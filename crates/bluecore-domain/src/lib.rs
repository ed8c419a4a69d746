//! # bluecore domain
//!
//! Types shared by every layer of the module stack.
//!
//! | Module | Description |
//! |--------|-------------|
//! | [`error`] | Error enum, result alias and error taxonomy |
//! | [`value_objects`] | Module identity, lifecycle state, status snapshots |
//! | [`ports`] | Remote-procedure service and host contracts |

pub mod error;
pub mod ports;
pub mod value_objects;

pub use error::{Error, ErrorCategory, Result, StopFailure};
pub use value_objects::{ModuleKey, ModuleState, ModuleStatus, SubsystemStatus};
::::::
● **Work instructions**
Each line of the listing has to be repeated exactly in the reply.

● **Result for this exercise**
filename crates/bluecore-domain/src/lib.rs
repository ed8c419a4a69d746
//! # bluecore domain
//!
//! Types shared by every layer of the module stack.
//!
//! | Module | Description |
//! |--------|-------------|
//! | [`error`] | Error enum, result alias and error taxonomy |
//! | [`value_objects`] | Module identity, lifecycle state, status snapshots |
//! | [`ports`] | Remote-procedure service and host contracts |

pub mod error;
pub mod ports;
pub mod value_objects;

pub use error::{Error, ErrorCategory, Result, StopFailure};
pub use value_objects::{ModuleKey, ModuleState, ModuleStatus, SubsystemStatus};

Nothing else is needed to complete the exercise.